Nvidia Unveils Blackwell, Its Next GPU

A big boost in AI training performance, an even bigger one for AI inference

3 min read

Samuel K. Moore is IEEE Spectrum’s semiconductor editor.

A gold-rimmed black square shown at an angle. Occupying most of the center are gold and green- and purple-patterned rectangles.

The newly announced Blackwell GPUs are two 800-square-millimeter silicon dies joined along one edge.

Nvidia

Today at Nvidia’s developer conference, GTC 2024, the company revealed its next GPU, the B200. The B200 is capable of delivering four times the training performance, up to 30 times the inference performance, and up to 25 times better energy efficiency, compared to its predecessor, the Hopper H100 GPU. Based on the new Blackwell architecture, the GPU can be combined with the company’s Grace CPUs to form a new generation of DGX SuperPOD computers capable of up to 11.5 billion billion floating point operations (exaflops) of AI computing using a new, low-precision number format.

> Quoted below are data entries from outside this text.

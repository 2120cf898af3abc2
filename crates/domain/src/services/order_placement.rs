use crate::entities::{EntityId, LineItem, Money, Order, Product};
use crate::errors::DomainError;
use crate::repositories::{OrderRepository, ProductRepository};
use std::collections::{HashMap, HashSet};
use std::sync::Arc;
use tracing::{info, warn};

/// Raw order request as received from a client.
#[derive(Debug, Clone, Default)]
pub struct PlaceOrder {
    pub user_id: Option<String>,
    pub items: Vec<RequestedItem>,
}

#[derive(Debug, Clone, Default)]
pub struct RequestedItem {
    pub product: Option<String>,
    pub quantity: Option<i64>,
}

/// Turns a client request into a persisted, priced order.
///
/// Checks run in a fixed order and the first failure wins:
/// required fields, user id format, product id formats, product
/// existence (first missing product in input order), then pricing.
/// Nothing is written unless every check passes, and stock is left
/// untouched.
///
/// Reading the products and writing the order are separate store calls;
/// a price change landing between them is not detected.
pub struct OrderPlacementService {
    order_repository: Arc<dyn OrderRepository>,
    product_repository: Arc<dyn ProductRepository>,
}

impl OrderPlacementService {
    pub fn new(
        order_repository: Arc<dyn OrderRepository>,
        product_repository: Arc<dyn ProductRepository>,
    ) -> Self {
        Self {
            order_repository,
            product_repository,
        }
    }

    pub async fn place_order(&self, request: PlaceOrder) -> Result<Order, DomainError> {
        let (raw_user, requested) = Self::required_fields(&request)?;

        let user = EntityId::parse(raw_user)?;
        let items = requested
            .into_iter()
            .map(|(raw_product, quantity)| {
                EntityId::parse(raw_product).map(|product| LineItem::new(product, quantity))
            })
            .collect::<Result<Vec<_>, _>>()?;

        let products = self.resolve_products(&items).await?;
        let total_price = price_items(&items, &products)?;

        let order = Order::new(user, items, total_price);
        let saved = self.order_repository.save(&order).await?;

        info!(
            order_id = ?saved.id,
            user_id = %saved.user,
            items = saved.items.len(),
            total = %saved.total_price,
            "order placed"
        );
        Ok(saved)
    }

    fn required_fields(request: &PlaceOrder) -> Result<(&str, Vec<(&str, u32)>), DomainError> {
        let user = request
            .user_id
            .as_deref()
            .map(str::trim)
            .filter(|user| !user.is_empty());

        let user = match user {
            Some(user) if !request.items.is_empty() => user,
            _ => {
                return Err(DomainError::InvalidRequest(
                    "userId and a non-empty products list are required".to_string(),
                ))
            }
        };

        let mut requested = Vec::with_capacity(request.items.len());
        for (index, item) in request.items.iter().enumerate() {
            let product = item
                .product
                .as_deref()
                .map(str::trim)
                .filter(|product| !product.is_empty())
                .ok_or_else(|| {
                    DomainError::InvalidRequest(format!("products[{}].product is required", index))
                })?;

            let quantity = item
                .quantity
                .filter(|quantity| *quantity >= 1)
                .and_then(|quantity| u32::try_from(quantity).ok())
                .ok_or_else(|| {
                    DomainError::InvalidRequest(format!(
                        "products[{}].quantity must be a positive integer",
                        index
                    ))
                })?;

            requested.push((product, quantity));
        }

        Ok((user, requested))
    }

    /// One batch read for all distinct products.
    async fn resolve_products(
        &self,
        items: &[LineItem],
    ) -> Result<HashMap<EntityId, Product>, DomainError> {
        let mut seen = HashSet::new();
        let distinct: Vec<EntityId> = items
            .iter()
            .map(|item| item.product)
            .filter(|id| seen.insert(*id))
            .collect();

        let products: HashMap<EntityId, Product> = self
            .product_repository
            .find_by_ids(&distinct)
            .await?
            .into_iter()
            .filter_map(|product| product.id.map(|id| (id, product)))
            .collect();

        if let Some(missing) = items.iter().find(|item| !products.contains_key(&item.product)) {
            warn!(product_id = %missing.product, "order references unknown product");
            return Err(DomainError::not_found("Product", missing.product.to_string()));
        }

        Ok(products)
    }
}

fn price_items(items: &[LineItem], products: &HashMap<EntityId, Product>) -> Result<Money, DomainError> {
    let overflow = || DomainError::InvalidRequest("order total exceeds the supported range".to_string());

    items.iter().try_fold(Money::ZERO, |total, item| {
        let product = products
            .get(&item.product)
            .ok_or_else(|| DomainError::not_found("Product", item.product.to_string()))?;
        product
            .price
            .checked_mul(item.quantity)
            .and_then(|line_total| total.checked_add(line_total))
            .ok_or_else(overflow)
    })
}

#[cfg(test)]
mod tests {
    use super::*;
    use crate::entities::OrderStatus;
    use crate::mocks::{MockOrderRepository, MockProductRepository};

    struct Fixture {
        orders: MockOrderRepository,
        products: MockProductRepository,
        service: OrderPlacementService,
    }

    fn fixture() -> Fixture {
        let orders = MockOrderRepository::new();
        let products = MockProductRepository::new();
        let service = OrderPlacementService::new(Arc::new(orders.clone()), Arc::new(products.clone()));
        Fixture {
            orders,
            products,
            service,
        }
    }

    async fn add_product(products: &MockProductRepository, name: &str, cents: i64) -> EntityId {
        let product = Product::new(
            name.to_string(),
            Money::from_cents(cents).unwrap(),
            String::new(),
            EntityId::generate(),
            10,
        );
        products.save(&product).await.unwrap().id.unwrap()
    }

    fn item(product: impl ToString, quantity: i64) -> RequestedItem {
        RequestedItem {
            product: Some(product.to_string()),
            quantity: Some(quantity),
        }
    }

    fn request(user: impl ToString, items: Vec<RequestedItem>) -> PlaceOrder {
        PlaceOrder {
            user_id: Some(user.to_string()),
            items,
        }
    }

    #[tokio::test]
    async fn prices_the_order_from_current_product_prices() {
        let f = fixture();
        let a = add_product(&f.products, "A", 2000).await;
        let b = add_product(&f.products, "B", 1500).await;
        let user = EntityId::generate();

        let order = f
            .service
            .place_order(request(user, vec![item(a, 2), item(b, 1)]))
            .await
            .unwrap();

        assert!(order.id.is_some());
        assert_eq!(order.user, user);
        assert_eq!(order.total_price, Money::from_cents(5500).unwrap());
        assert_eq!(order.status, OrderStatus::Pending);
        assert_eq!(order.items, vec![LineItem::new(a, 2), LineItem::new(b, 1)]);
        assert_eq!(f.orders.writes(), 1);
    }

    #[tokio::test]
    async fn total_is_a_snapshot() {
        let f = fixture();
        let a = add_product(&f.products, "A", 1999).await;

        let order = f
            .service
            .place_order(request(EntityId::generate(), vec![item(a, 3)]))
            .await
            .unwrap();
        f.products.set_price(&a, Money::from_cents(1).unwrap()).unwrap();

        let stored = f.orders.find_by_id(&order.id.unwrap()).await.unwrap().unwrap();
        assert_eq!(stored.total_price, Money::from_cents(5997).unwrap());
    }

    #[tokio::test]
    async fn repeated_products_are_fetched_once_and_priced_per_line() {
        let f = fixture();
        let a = add_product(&f.products, "A", 250).await;

        let order = f
            .service
            .place_order(request(EntityId::generate(), vec![item(a, 1), item(a, 4)]))
            .await
            .unwrap();

        assert_eq!(order.total_price, Money::from_cents(1250).unwrap());
        assert_eq!(order.items.len(), 2);
        assert_eq!(f.products.lookups(), 1);
    }

    #[tokio::test]
    async fn empty_line_items_are_rejected_without_writes() {
        let f = fixture();
        let result = f.service.place_order(request(EntityId::generate(), vec![])).await;

        assert!(matches!(result, Err(DomainError::InvalidRequest(_))));
        assert_eq!(f.orders.writes(), 0);
        assert_eq!(f.products.lookups(), 0);
    }

    #[tokio::test]
    async fn missing_user_is_an_invalid_request() {
        let f = fixture();
        let a = add_product(&f.products, "A", 100).await;
        let result = f
            .service
            .place_order(PlaceOrder {
                user_id: None,
                items: vec![item(a, 1)],
            })
            .await;

        assert!(matches!(result, Err(DomainError::InvalidRequest(_))));
    }

    #[tokio::test]
    async fn non_positive_quantities_are_rejected() {
        let f = fixture();
        let a = add_product(&f.products, "A", 100).await;

        for quantity in [0, -3] {
            let result = f
                .service
                .place_order(request(EntityId::generate(), vec![item(a, quantity)]))
                .await;
            assert!(matches!(result, Err(DomainError::InvalidRequest(_))));
        }
        assert_eq!(f.orders.writes(), 0);
    }

    #[tokio::test]
    async fn malformed_user_id_fails_before_any_product_read() {
        let f = fixture();
        let a = add_product(&f.products, "A", 100).await;

        let result = f.service.place_order(request("abc", vec![item(a, 1)])).await;

        assert_eq!(result, Err(DomainError::InvalidIdentifier("abc".to_string())));
        assert_eq!(f.products.lookups(), 0);
    }

    #[tokio::test]
    async fn malformed_product_id_fails_before_any_product_read() {
        let f = fixture();
        let a = add_product(&f.products, "A", 100).await;

        let result = f
            .service
            .place_order(request(EntityId::generate(), vec![item(a, 1), item("nope", 1)]))
            .await;

        assert_eq!(result, Err(DomainError::InvalidIdentifier("nope".to_string())));
        assert_eq!(f.products.lookups(), 0);
        assert_eq!(f.orders.writes(), 0);
    }

    #[tokio::test]
    async fn reports_the_first_missing_product_in_input_order() {
        let f = fixture();
        let a = add_product(&f.products, "A", 100).await;
        let ghost_one = EntityId::generate();
        let ghost_two = EntityId::generate();

        let result = f
            .service
            .place_order(request(
                EntityId::generate(),
                vec![item(a, 1), item(ghost_one, 1), item(ghost_two, 1)],
            ))
            .await;

        assert_eq!(result, Err(DomainError::not_found("Product", ghost_one.to_string())));
        assert!(f.orders.is_empty());
    }

    #[tokio::test]
    async fn store_failures_surface_as_persistence_errors() {
        let f = fixture();
        let a = add_product(&f.products, "A", 100).await;
        f.orders.fail_writes(true);

        let result = f
            .service
            .place_order(request(EntityId::generate(), vec![item(a, 1)]))
            .await;

        assert!(matches!(result, Err(DomainError::PersistenceError(_))));
        assert!(f.orders.is_empty());
    }

    #[tokio::test]
    async fn overflowing_totals_are_rejected() {
        let f = fixture();
        let a = add_product(&f.products, "A", i64::MAX / 2).await;

        let result = f
            .service
            .place_order(request(EntityId::generate(), vec![item(a, 3)]))
            .await;

        assert!(matches!(result, Err(DomainError::InvalidRequest(_))));
        assert_eq!(f.orders.writes(), 0);
    }
}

“Blackwell is a new class of AI superchip,” says Ian Buck, Nvidia’s vice president of high-performance computing and hyperscale. Nvidia named the GPU architecture for mathematician David Harold Blackwell, the first Black inductee into the U.S. National Academy of Sciences.

The B200 is composed of about 1600 square millimeters of processor on two silicon dies that are linked in the same package by a 10 terabyte per second connection, so they perform as if they were a single 208-billion-transistor chip. Those slices of silicon are made using TSMC’s N4P chip technology, which provides a 6 percent performance boost over the N4 technology used to make Hopper architecture GPUs, like the H100.

Like Hopper chips, the B200 is surrounded by high-bandwidth memory, increasingly important to reducing the latency and energy consumption of large AI models. B200’s memory is the latest variety, HBM3e, and it totals 192 GB (up from 141 GB for the second generation Hopper chip, H200). Additionally, the memory bandwidth is boosted to 8 terabytes per second from the H200’s 4.8 TB/s.

Smaller Numbers, Faster Chips

Chipmaking technology did some of the job in making Blackwell, but its what the GPU does with the transistors that really makes the difference. In explaining Nvidia’s AI success to computer scientists last year at IEEE Hot Chips, Nvidia chief scientist Bill Dally said that the majority came from using fewer and fewer bits to represent numbers in AI calculations. Blackwell continues that trend.

It’s predecessor architecture, Hopper, was the first instance of what Nvidia calls the transformer engine. It’s a system that examines each layer of a neural network and determines whether it could be computed using lower-precision numbers. Specifically, Hopper can use floating point number formats as small as 8 bits. Smaller numbers are faster and more energy efficient to compute, require less memory and memory bandwidth, and the logic required to do the math takes up less silicon.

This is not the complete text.